Table 9 Relative percentage of sugars and fatty acids in palm jaggery.
Table 10 Relative percentage of fatty acids in Kadukkai (T. chebula).
Table 11 Relative percentage of fatty acids in Neelamari (Indigofera Tinctoria).
Table 12 Relative percentage of fatty acids in Hibiscus.

The unsaturated fatty acids are the components that have imparted the hydrophobicity to the lime paste because it comprises the highest amount of C–C double bonds. The organics herbs with more amount of monounsaturated fatty acids (oleic acid) are more effective in imparting the hydrophobicity. The recent study on the addition of oleic acid to the lime paste has observed decreased particle size precipitates57,58,59,60. The morphology of kadukkai lime paste, aloe vera lime paste, neelamari lime paste mixes has indicated the transformation of calcium hydroxide in forming the carbonate polymorphs at 7 days of testing. The unsaturated fatty acids like citric acid, hexadecenoic acid, trans-octadecanoic acid, 13-octadecanoic acid and 6-octadecenoic acid present in fermented plant extracts have accelerated the formation of microstructure at an early stage and play a role in biological nucleation.

Moreover, it regulates the growth of calcium carbonate crystals and leads to smaller particles and a more compact structure. The lime paste subsumed with unsaturated fatty acids has better mechanical properties, water resistivity and weather resistance than common reference lime paste. (Ziyang Liu 2016).

The functions of protein in lime paste include air-entraining, decrease roughness, viscous enhancing performance and environmentally friendly admixtures for modern construction materials. The addition of amino acids (valine) has improved lime paste's performance due to the interfacial activity of the protein-peptide chains and the bio-mineralization effect. Fang et al. discussed that proteinaceous substances' addition improves the consistency, cohesiveness, durability and reduces the risk of cracking of the lime mortar. Simultaneously, it has a negative influence on the compressive strength and surface hardness of the mortar along with much more compact and slows down the carbonation progress of the lime mortar14. Yang and Zeng et.al.

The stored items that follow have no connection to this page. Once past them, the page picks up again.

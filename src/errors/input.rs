// SPDX-FileCopyrightText: 2025 Semiotic AI, Inc.
//
// SPDX-License-Identifier: Apache-2.0

//! Error types for gene list input and batch assembly.

use std::path::PathBuf;

/// A single input value that does not describe a valid region.
///
/// Rows carrying such values are skipped with a diagnostic; the batch goes on.
#[derive(Debug, Clone, PartialEq, Eq, thiserror::Error)]
pub enum InputError {
    /// The region field has no `chrom:` prefix.
    #[error("Malformed region '{value}': missing ':' separator")]
    MissingSeparator {
        /// The offending field value
        value: String,
    },

    /// The chromosome part of the region is empty.
    #[error("Malformed region '{value}': empty chromosome")]
    EmptyChromosome {
        /// The offending field value
        value: String,
    },

    /// A position is not a non-negative integer.
    #[error("Malformed region '{value}': invalid position '{position}'")]
    InvalidPosition {
        /// The offending field value
        value: String,
        /// The part that failed to parse
        position: String,
    },

    /// The start position lies after the end position.
    #[error("Invalid region {chromosome}:{start}-{end}: start is after end")]
    InvertedRange {
        /// Chromosome name
        chromosome: String,
        /// Start position
        start: u64,
        /// End position
        end: u64,
    },
}

/// Errors that abort loading one gene list batch.
#[derive(Debug, thiserror::Error)]
pub enum BatchError {
    /// The gene list does not have a required column.
    #[error("Column '{column}' not found in {}", path.display())]
    MissingColumn {
        /// The missing column name
        column: String,
        /// The gene list file
        path: PathBuf,
    },

    /// Reading the gene list or writing the output table failed.
    #[error("Table I/O error at {}: {source}", path.display())]
    Csv {
        /// Path of the table file
        path: PathBuf,
        /// The underlying CSV error
        #[source]
        source: csv::Error,
    },
}

impl BatchError {
    /// Create a `Csv` error for the given path.
    pub fn csv(path: impl Into<PathBuf>, source: csv::Error) -> Self {
        BatchError::Csv {
            path: path.into(),
            source,
        }
    }
}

Revealed that the presence of carbohydrates played a crucial role in the microstructure and consolidation of lime mortars. Carbohydrates act as a template and consolidate the loose structures and result in strength improvement and durability23. Thirumalini et al., in their research work they have analyzed the influence of organically added lime mortar on mechanical and physical properties of lime mortar and revealed that the addition of organics has enhances the compressive strength of lime mortar due to the reduction of a higher amount of larger pores into micropores. The addition of organics in the form of carbohydrates and protein in the lime mortar mix would have also prolonged the reaction and retarded the initial growth to arrest the drying shrinkage cracks on the lime paste.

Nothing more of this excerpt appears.